Even if you employ a drain stopper, hair can build in your lines over time, forming ugly clumps that significantly slow down or choke up your drains.
The good news is that you don’t need to quit shaving or take dramatic measures to avoid this issue.
Baking Soda Technique
Try a natural option of baking soda, white vinegar, and boiling water before reaching for those harsh chemicals.
Baking soda, on the other hand, offers several advantages. It not only dissolves hair down the drain but also contains disinfectant characteristics that may battle odor, germs, and fungi.
- You should pour one cup of baking soda into the plugged tub drain. You should add one cup of vinegar right away.
- The combination will begin to bubble together.
- Pour boiling water down the drain five minutes after the fizzing stops.
- After flushing the drain, turn on the faucet to ensure the water drains properly.
- If the drain remains clogged, repeat steps 1 through 3.
- Pour one cup baking soda and one-half cup salt down the drain and let it rest overnight for tough blockages.
- The next day, flush with hot water.
Yanking your hair will most likely be more effective if the above method doesn’t work. You will be needing a few tools to carry this method out such as a portable light, some gloves so as to not get your hands dirty, a screwdriver, and nose pliers that are precise.
- First you will have to take off the stopper of your drain. You might be able to take your stopper off straight away, but you’ll most likely require a screwdriver.
- You should have a clean entry to the drain below after removing the plug. If you shine the flashlight into the drain, you’ll likely see a clump of hair.
- Put on your gloves and reach in with your needle-nose pliers to grasp the hair.
- After removing the hair, pour hot water down the drain before reinstalling the stopper to ensure everything is in working order.
Use A Plunger
Plungers are among the most common home appliances used to unclog drains. Several plungers are on the market, each intended to function with a certain type of drain.
Use a sink or regular plunger to clean and unclog all other things in your bathroom. Because the cup must rest level over the drain, it is best suited for flat surfaces such as a sink or tub. Here’s how you unclog a drain with a plunger:
- Plunge the plunger down the drain.
- Fill the sink, tub, or shower with water until the plunger is immersed.
- Pump the plunger down and up six or seven times quickly.
- Check whether the water drains away when you remove the plunger from the drain opening. If not, repeat the procedure.
- Pour hot water down the drain once the clog has been removed to rinse away any debris.
Get A Plumbing Snake
If melting your hair clog with baking soda and vinegar, plunging it out, and using tweezers to remove it hasn’t worked, you may be able to break that clog apart using a snaking device.

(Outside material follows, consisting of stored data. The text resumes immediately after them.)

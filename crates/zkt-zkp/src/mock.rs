//! # Mock Proof System
//!
//! A deterministic, transparent backend. A "proof" is
//! `SHA256("zkt:mock-proof" || circuit_id || JCS(statement))` and a key's
//! fingerprint is `SHA256("zkt:vk" || circuit_id)`.
//!
//! Verification recomputes the digest with the verifying key's circuit id,
//! so a proof only verifies for the exact statement it was produced for and
//! only under the key of the circuit that produced it.
//!
//! ## Security Warning
//!
//! **NOT PRIVATE.** Anyone can recompute a proof from its statement. This
//! backend stands in for the external proving subsystem in tests and
//! development deployments.

use serde::{Deserialize, Serialize};

use zkt_core::{sha256, CanonicalBytes, Sha256Accumulator, VkFingerprint};

use crate::traits::{ProofError, ProofSystem, VerifyError};

const PROOF_TAG: &[u8] = b"zkt:mock-proof";
const VK_TAG: &[u8] = b"zkt:vk";

/// A mock proof: hex digest of the circuit id and canonical statement.
#[derive(Debug, Clone, Serialize, Deserialize, PartialEq, Eq)]
pub struct MockProof {
    /// 64-char lowercase hex digest.
    pub proof_hex: String,
}

/// Mock verifying key, identified by its circuit.
#[derive(Debug, Clone, PartialEq, Eq, Serialize, Deserialize)]
pub struct MockVerifyingKey {
    /// Circuit identifier.
    pub circuit_id: String,
}

impl MockVerifyingKey {
    /// `SHA256("zkt:vk" || circuit_id)`.
    pub fn fingerprint(&self) -> VkFingerprint {
        VkFingerprint(sha256(&[VK_TAG, self.circuit_id.as_bytes()]))
    }
}

/// Mock proving key, identified by its circuit.
#[derive(Debug, Clone, PartialEq, Eq)]
pub struct MockProvingKey {
    /// Circuit identifier.
    pub circuit_id: String,
}

/// Deterministic SHA-256 proof backend.
#[derive(Debug, Clone, Copy, Default)]
pub struct MockProofSystem;

impl MockProofSystem {
    /// Key pair for the circuit named `circuit_id`.
    pub fn setup(circuit_id: &str) -> (MockProvingKey, MockVerifyingKey) {
        (
            MockProvingKey {
                circuit_id: circuit_id.to_string(),
            },
            MockVerifyingKey {
                circuit_id: circuit_id.to_string(),
            },
        )
    }

    fn digest(circuit_id: &str, statement: &CanonicalBytes) -> String {
        let mut acc = Sha256Accumulator::new();
        acc.update(PROOF_TAG);
        acc.update(circuit_id.as_bytes());
        acc.update(statement.as_bytes());
        acc.finalize_hex()
    }
}

impl ProofSystem for MockProofSystem {
    type Proof = MockProof;
    type VerifyingKey = MockVerifyingKey;
    type ProvingKey = MockProvingKey;

    fn prove<S: Serialize>(
        &self,
        pk: &Self::ProvingKey,
        statement: &S,
    ) -> Result<Self::Proof, ProofError> {
        let canonical = CanonicalBytes::new(statement)
            .map_err(|e| ProofError::InvalidInputs(format!("failed to canonicalize statement: {e}")))?;
        Ok(MockProof {
            proof_hex: Self::digest(&pk.circuit_id, &canonical),
        })
    }

    fn verify<S: Serialize>(
        &self,
        vk: &Self::VerifyingKey,
        proof: &Self::Proof,
        statement: &S,
    ) -> Result<bool, VerifyError> {
        if proof.proof_hex.len() != 64 {
            return Err(VerifyError::MalformedProof(format!(
                "expected 64 hex chars, got {}",
                proof.proof_hex.len()
            )));
        }
        if !proof.proof_hex.chars().all(|c| c.is_ascii_hexdigit()) {
            return Err(VerifyError::MalformedProof(
                "proof_hex contains non-hex characters".to_string(),
            ));
        }
        let canonical = CanonicalBytes::new(statement)
            .map_err(|e| VerifyError::InvalidStatement(e.to_string()))?;
        Ok(proof.proof_hex == Self::digest(&vk.circuit_id, &canonical))
    }

    fn fingerprint(&self, vk: &Self::VerifyingKey) -> VkFingerprint {
        vk.fingerprint()
    }
}
//! # SHA-256 Digests
//!
//! Every commitment in the overlay is a SHA-256 digest: custom token ids,
//! verification-key fingerprints, authenticated map nodes, mock proofs.
//! Multi-part inputs are always domain separated by a leading tag so that
//! no two commitment kinds can collide on the same preimage.

use sha2::{Digest, Sha256};

/// Compute SHA-256 over the concatenation of `parts`.
pub fn sha256(parts: &[&[u8]]) -> [u8; 32] {
    let mut acc = Sha256Accumulator::new();
    for part in parts {
        acc.update(part);
    }
    acc.finalize()
}

/// Incremental SHA-256 over raw byte segments.
#[derive(Debug, Clone, Default)]
pub struct Sha256Accumulator {
    hasher: Sha256,
}

impl Sha256Accumulator {
    /// Create an empty accumulator.
    pub fn new() -> Self {
        Self {
            hasher: Sha256::new(),
        }
    }

    /// Feed one segment.
    pub fn update(&mut self, data: &[u8]) {
        self.hasher.update(data);
    }

    /// Finish and return the raw 32-byte digest.
    pub fn finalize(self) -> [u8; 32] {
        let hash = self.hasher.finalize();
        let mut out = [0u8; 32];
        out.copy_from_slice(&hash);
        out
    }

    /// Finish and return the digest as lowercase hex.
    pub fn finalize_hex(self) -> String {
        crate::hex::encode(&self.finalize())
    }
}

- Straightening a wire hanger and inserting it down your drain to break apart a blockage can work in less severe circumstances.

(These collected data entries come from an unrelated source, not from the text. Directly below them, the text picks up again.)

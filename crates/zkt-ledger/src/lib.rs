//! # zkt-ledger: Base Ledger
//!
//! The ledger the token overlay runs on: balances keyed by
//! `(address, token)`, eight app-state words per contract, and an ordered
//! event log. Contract operations never write here directly. They read,
//! record what they read as preconditions, and hand back a
//! [`Transaction`] for [`Ledger::commit`].
//!
//! Account permissions are enforced at commit: a debit needs the authority
//! the account's `send` permission names, a credit the authority of its
//! `receive` permission, and a permission change the holder's signature
//! or the owner contract's proof authorization. Global zero-sum
//! enforcement across a transaction is left to the contracts.

pub mod account;
pub mod error;
pub mod event;
pub mod ledger;
pub mod transaction;

pub use account::{
    Account, AccountId, AuthRequired, Permissions, PermissionsUpdate, APP_STATE_SLOTS,
};
pub use error::LedgerError;
pub use event::EmittedEvent;
pub use ledger::Ledger;
pub use transaction::{
    Effect, HolderSignature, Precondition, ProofAuthorization, Transaction,
};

- Other times, you might wish to invest in a zip-it tool. These plastic drain cleaners are inexpensive, disposable, and simple to use, and they are commonly accessible online.

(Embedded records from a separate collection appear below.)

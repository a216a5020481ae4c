//! Ordered contract events.

use serde::{Deserialize, Serialize};

use zkt_core::{Address, CanonicalizationError};

/// An event as recorded in the ledger log.
#[derive(Debug, Clone, PartialEq, Serialize, Deserialize)]
pub struct EmittedEvent {
    /// Emitting contract.
    pub contract: Address,
    /// Event name.
    pub name: String,
    /// Event payload.
    pub data: serde_json::Value,
}

impl EmittedEvent {
    /// Serialize `data` into an event.
    ///
    /// # Errors
    ///
    /// A payload `serde_json::Value` cannot hold (an `i128` outside the
    /// `i64`/`u64` range, a map with non-string keys) is an error, never a
    /// silently dropped payload.
    pub fn new(
        contract: Address,
        name: impl Into<String>,
        data: &impl Serialize,
    ) -> Result<Self, CanonicalizationError> {
        Ok(Self {
            contract,
            name: name.into(),
            data: serde_json::to_value(data)?,
        })
    }
}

- There are also a variety of additional drain snake gadgets available at your local hardware store or online, each built to cope with obstructions of varied sizes.
- This method should help get rid of any obstructions and scrape your drain walls clean and free them of all the hairs clogging it up.
- If this method does not work effectively, you may want to drain it or clear your drain with the use of boiling and steaming hot water to ensure the clog is entirely gone.
Take Out The Drain
When all else fails, it’s time to take things seriously. The drain may need to be removed.
This is a more complicated procedure than the others described below, so we’ll walk you through it step by step:
- Take out the stopper.
- Insert the plug wrench into the drain opening and secure it to the drain’s crossbars.
- To get all of the hair out of your drain you should grip the plug wrench and crank it counterclockwise.
- Eject the plug and insert the pliers once your drain has been freed.
- Use your needle-nose pliers around the “X” crossbar in the drain to secure them.
- Grip the needle-nose pliers as tightly as possible with your regular pliers or wrench. Turn the locking needle-nose pliers counterclockwise with the pliers or wrench.
- When the drain is loose enough, crank the needle-nose pliers by hand until the drain is completely removed.
- After you’ve removed the entire drain, carefully clean it in a basin or bucket.
- Remove any hair lodged in the drain mechanism before replacing it.